◆ Problem description
Take every line from the material that has the word "Hash" in it.

□ □ □

//! Timestamps and injectable clocks.
//!
//! The engine never reads the wall clock itself: every operation takes the
//! current [`Timestamp`] as an argument. Callers obtain it from a [`Clock`],
//! which tests replace with a [`ManualClock`].

use std::sync::atomic::{AtomicU64, Ordering};
use std::time::{SystemTime, UNIX_EPOCH};

use serde::{Deserialize, Serialize};

/// Whole seconds since the Unix epoch.
#[derive(
    Debug, Clone, Copy, PartialEq, Eq, PartialOrd, Ord, Hash, Default, Serialize, Deserialize,
)]
pub struct Timestamp(pub u64);

impl Timestamp {
    /// The epoch.
    pub const ZERO: Self = Self(0);

    /// Create a timestamp from seconds since the epoch.
    #[must_use]
    pub const fn from_secs(secs: u64) -> Self {
        Self(secs)
    }

    /// Seconds since the epoch.
    #[must_use]
    pub const fn secs(self) -> u64 {
        self.0
    }

    /// This timestamp moved `secs` seconds into the future.
    #[must_use]
    pub const fn plus(self, secs: u64) -> Self {
        Self(self.0.saturating_add(secs))
    }

    /// Seconds elapsed from `earlier` to `self`, zero if `earlier` is later.
    #[must_use]
    pub const fn since(self, earlier: Self) -> u64 {
        self.0.saturating_sub(earlier.0)
    }
}

impl std::fmt::Display for Timestamp {
    fn fmt(&self, f: &mut std::fmt::Formatter<'_>) -> std::fmt::Result {
        write!(f, "{}s", self.0)
    }
}

/// Source of the current time.
pub trait Clock: Send + Sync {
    /// The current instant.
    fn now(&self) -> Timestamp;
}

/// Wall-clock time.
#[derive(Debug, Clone, Copy, Default)]
pub struct SystemClock;

impl Clock for SystemClock {
    fn now(&self) -> Timestamp {
        let secs = SystemTime::now()
            .duration_since(UNIX_EPOCH)
            .map_or(0, |d| d.as_secs());
        Timestamp(secs)
    }
}

/// A clock that only moves when told to.
#[derive(Debug, Default)]
pub struct ManualClock {
    secs: AtomicU64,
}

impl ManualClock {
    /// Create a clock frozen at `start`.
    #[must_use]
    pub fn new(start: Timestamp) -> Self {
        Self {
            secs: AtomicU64::new(start.0),
        }
    }

    /// Jump to an absolute instant.
    pub fn set(&self, at: Timestamp) {
        self.secs.store(at.0, Ordering::SeqCst);
    }

    /// Move forward by `secs` seconds and return the new instant.
    pub fn advance(&self, secs: u64) -> Timestamp {
        let previous = self.secs.fetch_add(secs, Ordering::SeqCst);
        Timestamp(previous + secs)
    }
}

impl Clock for ManualClock {
    fn now(&self) -> Timestamp {
        Timestamp(self.secs.load(Ordering::SeqCst))
    }
}
//! The engine: validated mutations of planets and players.
//!
//! Every operation first ticks the planet (and its owner's research) up to
//! `now`, then validates, and only then changes state. A failed operation
//! leaves nothing changed apart from that tick, which never alters what a
//! read at `now` returns.

use crate::catalog::{Catalog, ObjectDefinition, ObjectId, ObjectKind};
use crate::clock::Timestamp;
use crate::config::EngineConfig;
use crate::data::ObjectEffect;
use crate::economy::ProductionProfile;
use crate::error::{GameError, Result};
use crate::math::Amount;
use crate::planet::Planet;
use crate::production::{
    BuildOrder, BuildQueue, BuildQueueItem, ItemStatus, ProductionEvent, QueueItemId, QueueKind,
};
use crate::research::Player;
use crate::resources::{ResourceKind, Resources};

/// A queued build request.
#[derive(Debug, Clone, PartialEq, Eq)]
pub struct Enqueued {
    /// The new item.
    pub item: QueueItemId,
    /// Transitions up to the request, then the `Queued` event.
    pub events: Vec<ProductionEvent>,
}

/// A cancelled build request.
#[derive(Debug, Clone, PartialEq, Eq)]
pub struct Cancelled {
    /// Resources returned to the planet.
    pub refund: Resources,
    /// Transitions up to the request, then the cancellation events.
    pub events: Vec<ProductionEvent>,
}

/// Catalog plus configuration; stateless otherwise.
#[derive(Debug, Clone)]
pub struct Engine {
    catalog: Catalog,
    config: EngineConfig,
}
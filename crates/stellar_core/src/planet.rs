//! Planet state: ledger, levels and the three planet-owned build queues.

use serde::{Deserialize, Serialize};

use crate::catalog::{Catalog, Levels, ObjectId};
use crate::clock::Timestamp;
use crate::economy::{EconomyInputs, Ledger, ProductionPercents, ProductionProfile};
use crate::production::{BuildQueue, ProductionEvent, QueueItemId, QueueKind};
use crate::research::{PlayerId, PlayerResearch};
use crate::resources::Resources;

/// Unique identifier for planets.
#[derive(Debug, Clone, Copy, PartialEq, Eq, PartialOrd, Ord, Hash, Serialize, Deserialize)]
pub struct PlanetId(pub u32);

impl PlanetId {
    /// Create a new planet ID.
    #[must_use]
    pub const fn new(id: u32) -> Self {
        Self(id)
    }
}

impl std::fmt::Display for PlanetId {
    fn fmt(&self, f: &mut std::fmt::Formatter<'_>) -> std::fmt::Result {
        write!(f, "{}", self.0)
    }
}

/// Default maximum temperature of a new planet.
pub const DEFAULT_MAX_TEMPERATURE: i32 = 40;

/// A planet and everything built on it.
#[derive(Debug, Clone, PartialEq, Eq, Serialize, Deserialize)]
pub struct Planet {
    /// Planet identifier.
    pub id: PlanetId,
    /// Owning player.
    pub owner: PlayerId,
    /// Display name.
    pub name: String,
    /// Maximum temperature in degrees, drives deuterium and satellite output.
    pub max_temperature: i32,
    pub(crate) ledger: Ledger,
    pub(crate) levels: Levels,
    pub(crate) percents: ProductionPercents,
    pub(crate) buildings: BuildQueue,
    pub(crate) shipyard: BuildQueue,
    pub(crate) defense: BuildQueue,
    next_item_id: u64,
}

impl Planet {
    /// Create a planet holding `resources` at `at`, with nothing built.
    #[must_use]
    pub fn new(
        id: PlanetId,
        owner: PlayerId,
        name: impl Into<String>,
        resources: Resources,
        at: Timestamp,
    ) -> Self {
        Self {
            id,
            owner,
            name: name.into(),
            max_temperature: DEFAULT_MAX_TEMPERATURE,
            ledger: Ledger::new(resources, at),
            levels: Levels::new(),
            percents: ProductionPercents::new(),
            buildings: BuildQueue::new(QueueKind::Buildings),
            shipyard: BuildQueue::new(QueueKind::Shipyard),
            defense: BuildQueue::new(QueueKind::Defense),
            next_item_id: 1,
        }
    }

    /// Set the maximum temperature.
    #[must_use]
    pub fn with_max_temperature(mut self, max_temperature: i32) -> Self {
        self.max_temperature = max_temperature;
        self
    }

    /// Set initial levels or unit counts.
    #[must_use]
    pub fn with_levels(mut self, levels: impl IntoIterator<Item = (ObjectId, u32)>) -> Self {
        for (object, level) in levels {
            self.levels.set(object, level);
        }
        self
    }

    /// The resource ledger.
    #[must_use]
    pub const fn ledger(&self) -> &Ledger {
        &self.ledger
    }

    /// Building levels and unit counts.
    #[must_use]
    pub const fn levels(&self) -> &Levels {
        &self.levels
    }

    /// Level (or unit count) of one object.
    #[must_use]
    pub fn level(&self, object: ObjectId) -> u32 {
        self.levels.get(object)
    }

    /// Production settings.
    #[must_use]
    pub const fn percents(&self) -> &ProductionPercents {
        &self.percents
    }

    /// One of the planet's queues. The research queue belongs to the player.
    #[must_use]
    pub const fn queue(&self, kind: QueueKind) -> Option<&BuildQueue> {
        match kind {
            QueueKind::Buildings => Some(&self.buildings),
            QueueKind::Shipyard => Some(&self.shipyard),
            QueueKind::Defense => Some(&self.defense),
            QueueKind::Research => None,
        }
    }

    pub(crate) fn queue_mut(&mut self, kind: QueueKind) -> Option<&mut BuildQueue> {
        match kind {
            QueueKind::Buildings => Some(&mut self.buildings),
            QueueKind::Shipyard => Some(&mut self.shipyard),
            QueueKind::Defense => Some(&mut self.defense),
            QueueKind::Research => None,
        }
    }

    /// Allocate the next queue item id.
    pub(crate) fn allocate_item_id(&mut self) -> QueueItemId {
        let id = QueueItemId(self.next_item_id);
        self.next_item_id += 1;
        id
    }

    /// Production profile with the current levels.
    #[must_use]
    pub fn profile(
        &self,
        catalog: &Catalog,
        research: &Levels,
        economy_speed: u32,
    ) -> ProductionProfile {
        ProductionProfile::compute(
            catalog,
            &EconomyInputs {
                levels: &self.levels,
                percents: &self.percents,
                research,
                max_temperature: self.max_temperature,
                economy_speed,
            },
        )
    }

    /// Bring queues and ledger up to `now`.
    ///
    /// Resources accrue in segments. A segment ends at every building
    /// completion, every delivery of a unit that changes production and
    /// every research change; the new levels count from that instant on.
    pub fn tick(
        &mut self,
        catalog: &Catalog,
        research: &PlayerResearch,
        economy_speed: u32,
        now: Timestamp,
    ) -> Vec<ProductionEvent> {
        let mut events = Vec::new();
        while let Some(at) = self
            .next_boundary(catalog, research)
            .filter(|at| *at <= now)
        {
            self.accrue_to(catalog, research, economy_speed, at);
            events.extend(self.advance_queues(at));
        }
        self.accrue_to(catalog, research, economy_speed, now);
        events.extend(self.advance_queues(now));
        events
    }

    fn accrue_to(
        &mut self,
        catalog: &Catalog,
        research: &PlayerResearch,
        economy_speed: u32,
        at: Timestamp,
    ) {
        let levels = research.levels_at(self.ledger.checkpoint());
        let profile = self.profile(catalog, &levels, economy_speed);
        self.ledger.accrue_to(at, &profile);
    }

    /// Earliest instant after which production may differ.
    fn next_boundary(&self, catalog: &Catalog, research: &PlayerResearch) -> Option<Timestamp> {
        let productive_units = [&self.shipyard, &self.defense]
            .into_iter()
            .filter(|queue| {
                queue.head().is_some_and(|head| {
                    catalog
                        .definition(head.object)
                        .is_ok_and(|def| !def.effects.is_empty())
                })
            })
            .filter_map(BuildQueue::next_delivery);
        self.buildings
            .next_delivery()
            .into_iter()
            .chain(productive_units)
            .chain(research.next_change_after(self.ledger.checkpoint()))
            .min()
    }

    fn advance_queues(&mut self, now: Timestamp) -> Vec<ProductionEvent> {
        let mut events = self.shipyard.advance(now);
        events.extend(self.defense.advance(now));
        events.extend(self.buildings.advance(now));
        self.apply(&events);
        events
    }

    /// Apply building completions and unit deliveries to the levels. A
    /// completion never lowers a level that was set directly meanwhile.
    fn apply(&mut self, events: &[ProductionEvent]) {
        for event in events {
            match *event {
                ProductionEvent::Completed {
                    queue: QueueKind::Buildings,
                    object,
                    level: Some(level),
                    ..
                } => {
                    let level = level.max(self.levels.get(object));
                    self.levels.set(object, level);
                }
                ProductionEvent::UnitsDelivered { object, amount, .. } => {
                    self.levels.add(object, amount);
                }
                _ => {}
            }
        }
    }

    /// Units of `object` on the planet plus those still queued.
    #[must_use]
    pub fn units_including_queued(&self, object: ObjectId) -> u32 {
        let queued = self
            .shipyard
            .undelivered_units(object)
            .saturating_add(self.defense.undelivered_units(object));
        self.levels.get(object).saturating_add(queued)
    }

    /// Level the next queued upgrade of `object` would reach.
    #[must_use]
    pub fn next_building_level(&self, object: ObjectId) -> u32 {
        self.buildings
            .highest_target(object)
            .unwrap_or(0)
            .max(self.levels.get(object))
            .saturating_add(1)
    }

    /// Stock at `now` without advancing anything.
    #[must_use]
    pub fn resources_at(&self, now: Timestamp, profile: &ProductionProfile) -> Resources {
        self.ledger.current_amount(now, profile)
    }
}

#[cfg(test)]
mod tests {
    use super::*;
    use crate::math::Amount;
    use crate::production::{BuildOrder, BuildQueueItem, ItemStatus};
    use crate::research::Player;

    fn planet_with_mine(catalog: &Catalog) -> Planet {
        Planet::new(
            PlanetId(1),
            PlayerId(1),
            "Homeworld",
            Resources::new(500, 500, 0, 0),
            Timestamp(0),
        )
        .with_levels([(catalog.id_of("solar_plant").unwrap(), 5)])
    }

    fn queue_mine(planet: &mut Planet, catalog: &Catalog, level: u32, duration: u64) {
        let mine = catalog.id_of("metal_mine").unwrap();
        let id = planet.allocate_item_id();
        let (start, finish) = planet.buildings.schedule(Timestamp(0), duration);
        planet.buildings.push(
            BuildQueueItem {
                id,
                object: mine,
                order: BuildOrder::Upgrade {
                    target_level: level,
                },
                cost: Resources::ZERO,
                start,
                finish,
                status: ItemStatus::Pending,
                planet: planet.id,
            },
            Timestamp(0),
        );
    }

    #[test]
    fn test_item_ids_increase() {
        let catalog = Catalog::standard().unwrap();
        let mut planet = planet_with_mine(&catalog);
        assert_eq!(planet.allocate_item_id(), QueueItemId(1));
        assert_eq!(planet.allocate_item_id(), QueueItemId(2));
    }

    #[test]
    fn test_tick_applies_completion_and_accrues_in_segments() {
        let catalog = Catalog::standard().unwrap();
        let mut planet = planet_with_mine(&catalog);
        let player = Player::new(PlayerId(1), "Ada");
        queue_mine(&mut planet, &catalog, 1, 3600);

        let events = planet.tick(&catalog, player.research_history(), 1, Timestamp(7200));
        assert!(events
            .iter()
            .any(|e| matches!(e, ProductionEvent::Completed { level: Some(1), .. })));
        assert_eq!(planet.level(catalog.id_of("metal_mine").unwrap()), 1);

        // First hour: base income 30. Second hour: 30 + 33 from the mine.
        assert_eq!(
            planet.ledger().stored().metal(),
            Amount::from_num(500 + 30 + 63)
        );
        assert_eq!(planet.ledger().checkpoint(), Timestamp(7200));
    }

    #[test]
    fn test_tick_twice_is_idempotent() {
        let catalog = Catalog::standard().unwrap();
        let mut planet = planet_with_mine(&catalog);
        let player = Player::new(PlayerId(1), "Ada");
        let research = player.research_history();
        queue_mine(&mut planet, &catalog, 1, 100);

        planet.tick(&catalog, research, 1, Timestamp(500));
        let snapshot = planet.clone();
        assert!(planet.tick(&catalog, research, 1, Timestamp(500)).is_empty());
        assert_eq!(planet, snapshot);
    }

    #[test]
    fn test_completion_keeps_a_higher_direct_level() {
        let catalog = Catalog::standard().unwrap();
        let mut planet = planet_with_mine(&catalog);
        let player = Player::new(PlayerId(1), "Ada");
        let mine = catalog.id_of("metal_mine").unwrap();
        queue_mine(&mut planet, &catalog, 1, 100);
        planet.levels.set(mine, 5);

        planet.tick(&catalog, player.research_history(), 1, Timestamp(500));
        assert_eq!(planet.level(mine), 5);
    }

    #[test]
    fn test_next_building_level_counts_queue() {
        let catalog = Catalog::standard().unwrap();
        let mut planet = planet_with_mine(&catalog);
        let mine = catalog.id_of("metal_mine").unwrap();
        assert_eq!(planet.next_building_level(mine), 1);
        queue_mine(&mut planet, &catalog, 1, 100);
        assert_eq!(planet.next_building_level(mine), 2);
    }

    #[test]
    fn test_research_queue_is_not_on_planet() {
        let catalog = Catalog::standard().unwrap();
        let planet = planet_with_mine(&catalog);
        assert!(planet.queue(QueueKind::Research).is_none());
        assert!(planet.queue(QueueKind::Defense).is_some());
    }
}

□ □ □

◆ Response to this task
    Debug, Clone, Copy, PartialEq, Eq, PartialOrd, Ord, Hash, Default, Serialize, Deserialize,
#[derive(Debug, Clone, Copy, PartialEq, Eq, PartialOrd, Ord, Hash, Serialize, Deserialize)]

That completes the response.